### Collected data entries
● ● ● ● ● ● ●

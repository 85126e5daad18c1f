use std::{
	cmp::Ordering,
	sync::{Arc, RwLock},
};

use ahash::AHashMap;
use unicode_segmentation::UnicodeSegmentation;

use faro_domain::chunk::StoredChunk;

/// One lexical match, strongest first.
#[derive(Debug, Clone)]
pub struct LexicalHit {
	pub chunk: StoredChunk,
	pub score: f32,
}

#[derive(Debug)]
struct IndexedDoc {
	chunk: StoredChunk,
	term_counts: AHashMap<String, u32>,
}

/// In-memory term-frequency/inverse-document-frequency index over chunk
/// texts. Immutable once built; rebuilds go through [`SharedLexicalIndex`].
#[derive(Debug, Default)]
pub struct LexicalIndex {
	docs: Vec<IndexedDoc>,
	doc_freq: AHashMap<String, u32>,
}

impl LexicalIndex {
	pub fn build(corpus: &[StoredChunk]) -> Self {
		if corpus.is_empty() {
			tracing::warn!("Building lexical index over an empty corpus.");

			return Self::default();
		}

		let mut docs = Vec::with_capacity(corpus.len());
		let mut doc_freq: AHashMap<String, u32> = AHashMap::new();

		for chunk in corpus {
			let mut term_counts: AHashMap<String, u32> = AHashMap::new();

			for token in tokenize(&chunk.text) {
				*term_counts.entry(token).or_insert(0) += 1;
			}
			for term in term_counts.keys() {
				*doc_freq.entry(term.clone()).or_insert(0) += 1;
			}

			docs.push(IndexedDoc { chunk: chunk.clone(), term_counts });
		}

		tracing::info!(documents = docs.len(), "Lexical index built.");

		Self { docs, doc_freq }
	}

	pub fn len(&self) -> usize {
		self.docs.len()
	}

	pub fn is_empty(&self) -> bool {
		self.docs.is_empty()
	}

	/// Only positive-scoring documents are returned; a query sharing no term
	/// with the corpus yields nothing.
	pub fn search(&self, query: &str, top_k: usize) -> Vec<LexicalHit> {
		if self.docs.is_empty() || top_k == 0 {
			return Vec::new();
		}

		let query_terms = tokenize(query);

		if query_terms.is_empty() {
			return Vec::new();
		}

		let doc_count = self.docs.len() as f32;
		let mut hits = Vec::new();

		for doc in &self.docs {
			let mut score = 0.0_f32;

			for term in &query_terms {
				let Some(tf) = doc.term_counts.get(term) else { continue };
				let df = self.doc_freq.get(term).copied().unwrap_or(0) as f32;
				let idf = (1.0 + (doc_count - df + 0.5) / (df + 0.5)).ln();

				score += *tf as f32 * idf;
			}

			if score > 0.0 {
				hits.push(LexicalHit { chunk: doc.chunk.clone(), score });
			}
		}

		hits.sort_by(|left, right| cmp_score_desc(left.score, right.score));
		hits.truncate(top_k);

		hits
	}
}

/// Lower-cased, punctuation-stripped tokens.
pub fn tokenize(text: &str) -> Vec<String> {
	text.unicode_words().map(str::to_lowercase).collect()
}

fn cmp_score_desc(a: f32, b: f32) -> Ordering {
	b.partial_cmp(&a).unwrap_or(Ordering::Equal)
}

/// Single-writer, multi-reader handle. Readers observe either the previous or
/// the freshly swapped index, never a partially built one.
#[derive(Debug, Default)]
pub struct SharedLexicalIndex {
	inner: RwLock<Arc<LexicalIndex>>,
}

impl SharedLexicalIndex {
	pub fn new(index: LexicalIndex) -> Self {
		Self { inner: RwLock::new(Arc::new(index)) }
	}

	pub fn load(&self) -> Arc<LexicalIndex> {
		self.inner.read().unwrap_or_else(|err| err.into_inner()).clone()
	}

	pub fn swap(&self, index: LexicalIndex) {
		let mut guard = self.inner.write().unwrap_or_else(|err| err.into_inner());

		*guard = Arc::new(index);
	}
}

#[cfg(test)]
mod tests {
	use super::*;

	use faro_domain::chunk::ChunkMetadata;

	fn chunk(id: &str, text: &str) -> StoredChunk {
		StoredChunk { id: id.to_string(), text: text.to_string(), metadata: ChunkMetadata::default() }
	}

	fn corpus() -> Vec<StoredChunk> {
		vec![
			chunk("c1", "El convenio colectivo regula las vacaciones anuales."),
			chunk("c2", "Las bajas médicas requieren parte de baja oficial."),
			chunk("c3", "El convenio regula también los permisos retribuidos."),
		]
	}

	#[test]
	fn empty_corpus_searches_return_nothing() {
		let index = LexicalIndex::build(&[]);

		assert!(index.is_empty());
		assert!(index.search("vacaciones", 5).is_empty());
	}

	#[test]
	fn exact_term_document_ranks_first() {
		let index = LexicalIndex::build(&corpus());
		let hits = index.search("vacaciones anuales", 3);

		assert_eq!(hits.first().map(|hit| hit.chunk.id.as_str()), Some("c1"));
	}

	#[test]
	fn rare_terms_outweigh_common_ones() {
		let index = LexicalIndex::build(&corpus());
		// "convenio" appears in two documents, "bajas" in one; the rare term
		// must dominate for a query mentioning both.
		let hits = index.search("convenio bajas", 3);

		assert_eq!(hits.first().map(|hit| hit.chunk.id.as_str()), Some("c2"));
	}

	#[test]
	fn unmatched_query_yields_no_hits() {
		let index = LexicalIndex::build(&corpus());

		assert!(index.search("astronomía", 3).is_empty());
	}

	#[test]
	fn tokenize_lowercases_and_strips_punctuation() {
		assert_eq!(tokenize("¿Cuántos DÍAS, quedan?"), vec!["cuántos", "días", "quedan"]);
	}

	#[test]
	fn swap_replaces_the_visible_index_atomically() {
		let shared = SharedLexicalIndex::new(LexicalIndex::build(&corpus()));
		let before = shared.load();

		shared.swap(LexicalIndex::build(&[chunk("d1", "nuevo corpus")]));

		let after = shared.load();

		// The handle taken before the swap still serves the old corpus.
		assert_eq!(before.len(), 3);
		assert_eq!(after.len(), 1);
	}
}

● ● ● ● ● ● ●

### Directions for this task
Provide all the records again, word for word.

### Reply to the exercise
repository 85126e5daad18c1f
use std::{
	cmp::Ordering,
	sync::{Arc, RwLock},
};

use ahash::AHashMap;
use unicode_segmentation::UnicodeSegmentation;

use faro_domain::chunk::StoredChunk;

/// One lexical match, strongest first.
#[derive(Debug, Clone)]
pub struct LexicalHit {
	pub chunk: StoredChunk,
	pub score: f32,
}

#[derive(Debug)]
struct IndexedDoc {
	chunk: StoredChunk,
	term_counts: AHashMap<String, u32>,
}

/// In-memory term-frequency/inverse-document-frequency index over chunk
/// texts. Immutable once built; rebuilds go through [`SharedLexicalIndex`].
#[derive(Debug, Default)]
pub struct LexicalIndex {
	docs: Vec<IndexedDoc>,
	doc_freq: AHashMap<String, u32>,
}

impl LexicalIndex {
	pub fn build(corpus: &[StoredChunk]) -> Self {
		if corpus.is_empty() {
			tracing::warn!("Building lexical index over an empty corpus.");

			return Self::default();
		}

		let mut docs = Vec::with_capacity(corpus.len());
		let mut doc_freq: AHashMap<String, u32> = AHashMap::new();

		for chunk in corpus {
			let mut term_counts: AHashMap<String, u32> = AHashMap::new();

			for token in tokenize(&chunk.text) {
				*term_counts.entry(token).or_insert(0) += 1;
			}
			for term in term_counts.keys() {
				*doc_freq.entry(term.clone()).or_insert(0) += 1;
			}

			docs.push(IndexedDoc { chunk: chunk.clone(), term_counts });
		}

		tracing::info!(documents = docs.len(), "Lexical index built.");

		Self { docs, doc_freq }
	}

	pub fn len(&self) -> usize {
		self.docs.len()
	}

	pub fn is_empty(&self) -> bool {
		self.docs.is_empty()
	}

	/// Only positive-scoring documents are returned; a query sharing no term
	/// with the corpus yields nothing.
	pub fn search(&self, query: &str, top_k: usize) -> Vec<LexicalHit> {
		if self.docs.is_empty() || top_k == 0 {
			return Vec::new();
		}

		let query_terms = tokenize(query);

		if query_terms.is_empty() {
			return Vec::new();
		}

		let doc_count = self.docs.len() as f32;
		let mut hits = Vec::new();

		for doc in &self.docs {
			let mut score = 0.0_f32;

			for term in &query_terms {
				let Some(tf) = doc.term_counts.get(term) else { continue };
				let df = self.doc_freq.get(term).copied().unwrap_or(0) as f32;
				let idf = (1.0 + (doc_count - df + 0.5) / (df + 0.5)).ln();

				score += *tf as f32 * idf;
			}

			if score > 0.0 {
				hits.push(LexicalHit { chunk: doc.chunk.clone(), score });
			}
		}

		hits.sort_by(|left, right| cmp_score_desc(left.score, right.score));
		hits.truncate(top_k);

		hits
	}
}

/// Lower-cased, punctuation-stripped tokens.
pub fn tokenize(text: &str) -> Vec<String> {
	text.unicode_words().map(str::to_lowercase).collect()
}

fn cmp_score_desc(a: f32, b: f32) -> Ordering {
	b.partial_cmp(&a).unwrap_or(Ordering::Equal)
}

/// Single-writer, multi-reader handle. Readers observe either the previous or
/// the freshly swapped index, never a partially built one.
#[derive(Debug, Default)]
pub struct SharedLexicalIndex {
	inner: RwLock<Arc<LexicalIndex>>,
}

impl SharedLexicalIndex {
	pub fn new(index: LexicalIndex) -> Self {
		Self { inner: RwLock::new(Arc::new(index)) }
	}

	pub fn load(&self) -> Arc<LexicalIndex> {
		self.inner.read().unwrap_or_else(|err| err.into_inner()).clone()
	}

	pub fn swap(&self, index: LexicalIndex) {
		let mut guard = self.inner.write().unwrap_or_else(|err| err.into_inner());

		*guard = Arc::new(index);
	}
}

#[cfg(test)]
mod tests {
	use super::*;

	use faro_domain::chunk::ChunkMetadata;

	fn chunk(id: &str, text: &str) -> StoredChunk {
		StoredChunk { id: id.to_string(), text: text.to_string(), metadata: ChunkMetadata::default() }
	}

	fn corpus() -> Vec<StoredChunk> {
		vec![
			chunk("c1", "El convenio colectivo regula las vacaciones anuales."),
			chunk("c2", "Las bajas médicas requieren parte de baja oficial."),
			chunk("c3", "El convenio regula también los permisos retribuidos."),
		]
	}

	#[test]
	fn empty_corpus_searches_return_nothing() {
		let index = LexicalIndex::build(&[]);

		assert!(index.is_empty());
		assert!(index.search("vacaciones", 5).is_empty());
	}

	#[test]
	fn exact_term_document_ranks_first() {
		let index = LexicalIndex::build(&corpus());
		let hits = index.search("vacaciones anuales", 3);

		assert_eq!(hits.first().map(|hit| hit.chunk.id.as_str()), Some("c1"));
	}

	#[test]
	fn rare_terms_outweigh_common_ones() {
		let index = LexicalIndex::build(&corpus());
		// "convenio" appears in two documents, "bajas" in one; the rare term
		// must dominate for a query mentioning both.
		let hits = index.search("convenio bajas", 3);

		assert_eq!(hits.first().map(|hit| hit.chunk.id.as_str()), Some("c2"));
	}

	#[test]
	fn unmatched_query_yields_no_hits() {
		let index = LexicalIndex::build(&corpus());

		assert!(index.search("astronomía", 3).is_empty());
	}

	#[test]
	fn tokenize_lowercases_and_strips_punctuation() {
		assert_eq!(tokenize("¿Cuántos DÍAS, quedan?"), vec!["cuántos", "días", "quedan"]);
	}

	#[test]
	fn swap_replaces_the_visible_index_atomically() {
		let shared = SharedLexicalIndex::new(LexicalIndex::build(&corpus()));
		let before = shared.load();

		shared.swap(LexicalIndex::build(&[chunk("d1", "nuevo corpus")]));

		let after = shared.load();

		// The handle taken before the swap still serves the old corpus.
		assert_eq!(before.len(), 3);
		assert_eq!(after.len(), 1);
	}
}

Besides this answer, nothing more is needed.